かくいうユウトだって、おかしな部分が頑固で、昔はよく両親を困らせたものだ。
「告白して良かったって、今でも思ったりする?」
「うん、良かった! できればOKの方が良かった!」
小学生みたいな返事が飛んできて、ユウトは目を丸くする。
「フラれたのにか? まだ未練があるのか?」
「まあね。それは柔道の大会と一緒だよ。最後は負けちゃうけれども、あそこでミスしなければ……て、定期的に悔やんじゃうのと一緒。やっぱり、真剣だったから。未練がないといったら嘘になる」
「そっか。俺はスポーツをやってこなかったから。

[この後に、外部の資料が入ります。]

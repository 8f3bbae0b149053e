use std::path::PathBuf;

use clap::Parser;

use metersim::config::SimConfig;
use metersim::output::{build_summary, write_csv, write_summary, OutputFiles};
use metersim::sim::run_simulation;

#[derive(Debug, Parser)]
#[command(name = "metersim")]
#[command(about = "Deterministic synthetic gas-meter pulse telemetry generator")]
struct Cli {
    /// Optional TOML configuration file
    #[arg(long)]
    config: Option<PathBuf>,

    /// Output directory
    #[arg(long, default_value = "output-metersim")]
    outdir: PathBuf,

    /// Simulated horizon in seconds (multiple of 60)
    #[arg(long)]
    duration: Option<usize>,

    /// Measuring-chamber volume [m³]
    #[arg(long)]
    chamber_volume: Option<f64>,

    /// Compose baseline/burst/cycle events instead of a flat base rate
    #[arg(long)]
    superposition: Option<bool>,

    /// Flat base rate [m³/h], used when superposition is off
    #[arg(long)]
    base_flow_rate: Option<f64>,
}

fn main() -> anyhow::Result<()> {
    let cli = Cli::parse();

    let mut cfg = match &cli.config {
        Some(path) => SimConfig::from_toml_file(path)?,
        None => SimConfig::default(),
    };

    if let Some(v) = cli.duration {
        cfg.duration_s = v;
    }
    if let Some(v) = cli.chamber_volume {
        cfg.chamber_volume_m3 = v;
    }
    if let Some(v) = cli.superposition {
        cfg.superposition = v;
    }
    if let Some(v) = cli.base_flow_rate {
        cfg.base_flow_rate_m3h = v;
    }
    cfg.validate()?;

    let data = run_simulation(&cfg)?;

    let outputs = OutputFiles {
        output_dir: cli.outdir.clone(),
        csv_path: cli.outdir.join("simulated_flow_data.csv"),
        summary_path: cli.outdir.join("summary.json"),
    };

    write_csv(&outputs.csv_path, &data)?;
    let summary = build_summary(&cfg, &data, outputs.clone());
    write_summary(&summary.outputs.summary_path, &summary)?;

    println!(
        "Simulation complete. Samples: {} | Minutes: {} | Pulses: {}",
        summary.samples, summary.minutes, summary.total_pulses
    );
    println!("CSV: {}", summary.outputs.csv_path.display());
    println!("Summary: {}", summary.outputs.summary_path.display());

    Ok(())
}
//! Per-minute aggregation of the pulse stream.
//!
//! Field devices report pulse counts per minute; the per-second stream is
//! collapsed into non-overlapping 60 s windows and per-minute values are
//! broadcast back to second resolution for output alignment.

use crate::config::WINDOW_S;
use crate::error::{Result, SimError};

/// Sums the per-second pulse counts over sequential 60 s windows.
pub fn per_minute_sums(pulse_counts: &[u32]) -> Result<Vec<u32>> {
    if pulse_counts.len() % WINDOW_S != 0 {
        return Err(SimError::Configuration(format!(
            "series length {} does not tile into {WINDOW_S} s windows",
            pulse_counts.len()
        )));
    }

    Ok(pulse_counts
        .chunks_exact(WINDOW_S)
        .map(|window| window.iter().sum())
        .collect())
}

/// Repeats each per-minute value across the 60 seconds of its window.
pub fn broadcast<T: Copy>(per_minute: &[T]) -> Vec<T> {
    let mut out = Vec::with_capacity(per_minute.len() * WINDOW_S);
    for &value in per_minute {
        out.extend(std::iter::repeat(value).take(WINDOW_S));
    }
    out
}
//! Output table and summary writers.
//!
//! One CSV row per simulated second, with per-minute values broadcast
//! back to second resolution, plus a JSON run summary. Flow rates are
//! converted to m³/h for display; the core works in m³/s and m³/min.

use std::fs;
use std::path::{Path, PathBuf};

use anyhow::Context;
use csv::WriterBuilder;
use serde::Serialize;

use crate::config::{SimConfig, SECONDS_PER_HOUR};
use crate::minutes::broadcast;
use crate::sim::SimulationData;

/// Conversion from the per-minute reconstruction unit to display m³/h.
const MINUTES_PER_HOUR: f64 = 60.0;

#[derive(Debug, Clone, Serialize)]
pub struct OutputFiles {
    pub output_dir: PathBuf,
    pub csv_path: PathBuf,
    pub summary_path: PathBuf,
}

/// Run summary persisted next to the data table.
#[derive(Debug, Clone, Serialize)]
pub struct Summary {
    pub config: SimConfig,
    pub samples: usize,
    pub minutes: usize,
    pub total_pulses: u64,
    pub total_volume_m3: f64,
    pub outputs: OutputFiles,
}

fn fmt_f64(v: f64) -> String {
    format!("{v:.10}")
}

/// Writes the per-second data table. Event component columns are present
/// only when the run composed multiple events.
pub fn write_csv(path: &Path, data: &SimulationData) -> anyhow::Result<()> {
    if let Some(parent) = path.parent() {
        fs::create_dir_all(parent)?;
    }

    let mut wtr = WriterBuilder::new()
        .has_headers(false)
        .from_path(path)
        .with_context(|| format!("failed to open CSV path {}", path.display()))?;

    let mut header = vec![
        "time_seconds".to_string(),
        "time_minutes".to_string(),
        "actual_flow_rate".to_string(),
        "pulse_counts".to_string(),
        "pulse_counts_per_minute".to_string(),
        "observed_flow_rate".to_string(),
        "smoothed_flow_rate".to_string(),
    ];
    if data.events.is_some() {
        header.push("baseline_rate".to_string());
        header.push("burst_rate".to_string());
        header.push("cycle_rate".to_string());
    }
    wtr.write_record(&header)?;

    let minute_index: Vec<usize> = (1..=data.minutes()).collect();
    let time_minutes = broadcast(&minute_index);
    let per_minute = broadcast(&data.per_minute_pulses);
    let observed = broadcast(&data.observed_m3min);
    let smoothed = broadcast(&data.smoothed_m3min);

    for t in 0..data.seconds() {
        let mut record = vec![
            t.to_string(),
            time_minutes[t].to_string(),
            fmt_f64(data.flow_m3s[t] * SECONDS_PER_HOUR),
            data.pulse_counts[t].to_string(),
            per_minute[t].to_string(),
            fmt_f64(observed[t] * MINUTES_PER_HOUR),
            fmt_f64(smoothed[t] * MINUTES_PER_HOUR),
        ];
        if let Some(events) = &data.events {
            record.push(fmt_f64(events.baseline[t] * SECONDS_PER_HOUR));
            record.push(fmt_f64(events.burst[t] * SECONDS_PER_HOUR));
            record.push(fmt_f64(events.cycle[t] * SECONDS_PER_HOUR));
        }
        wtr.write_record(&record)?;
    }

    wtr.flush()?;
    Ok(())
}

pub fn write_summary(path: &Path, summary: &Summary) -> anyhow::Result<()> {
    if let Some(parent) = path.parent() {
        fs::create_dir_all(parent)?;
    }

    let payload = serde_json::to_string_pretty(summary).context("failed to serialize summary")?;
    fs::write(path, payload)
        .with_context(|| format!("failed to write summary: {}", path.display()))?;
    Ok(())
}

/// Builds the summary for a completed run.
pub fn build_summary(cfg: &SimConfig, data: &SimulationData, outputs: OutputFiles) -> Summary {
    Summary {
        config: cfg.clone(),
        samples: data.seconds(),
        minutes: data.minutes(),
        total_pulses: data.total_pulses(),
        total_volume_m3: data.total_volume_m3(),
        outputs,
    }
}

そういうものなんだな」
無言が10秒くらい続いた。
少しも気まずくないのは、相手が双子のせいだろう。
「でも、ショウマが告白した相手、女優を目指しているんだろう。東京とかで再会するんじゃないのか?」
「う〜ん……それね……世の中はけっこう広いから」
ショウマは言葉をボカしたけれども、彼女の女優デビューが前途多難であることは、うっすらと伝わってきた。
「そっか」
運命って、手厳しいな。
追いかけていたショウマがトップに立っちゃうなんて。
ユウトが話を続けようとしたら、鼻をすする音が電話口から流れてくる。
「なんだよ。昔を思い出して泣いているのか?」
「いや……泣いてはいないけれども……心にぽっかり空いた穴って、何年経っても空洞なんだなって」
「だったら、くだんの彼女を見つけて、告白したらいいじゃないか。ショウマなら不可能じゃないだろう。芸能人同士だって、隠れて付き合ったりする時代なのだから」
「それはダメだ。侮辱になる。いや、俺が逆の立場なら、死にたくなる」
「そんなものか?」
「うん、きっと」
ショウマは待つ気らしい。
かつて惚れた相手が第一線まで
その上で再告白する。
ドラマみたいな恋だな。
笑いそうになったが、純情なショウマだからこそ、演技で人を惹きつけられるのかもしれない。
「俺も応援するからさ。その子の名前、教えてくれよ」
「いや……しかし……本当に恥ずかしいのだけれども……」
ショウマは渋ったけれども、
「水臭いぞ。お兄ちゃんにも半分背負わせろ」
とゴリ押しのように迫った。
「仕方ないな。一度しかいわないよ」
トップアイドルの水谷ショウマが惚れているという、日本でもっとも幸福な女性の名を知ったユウトは、びっくりしてスマホを落としてしまった。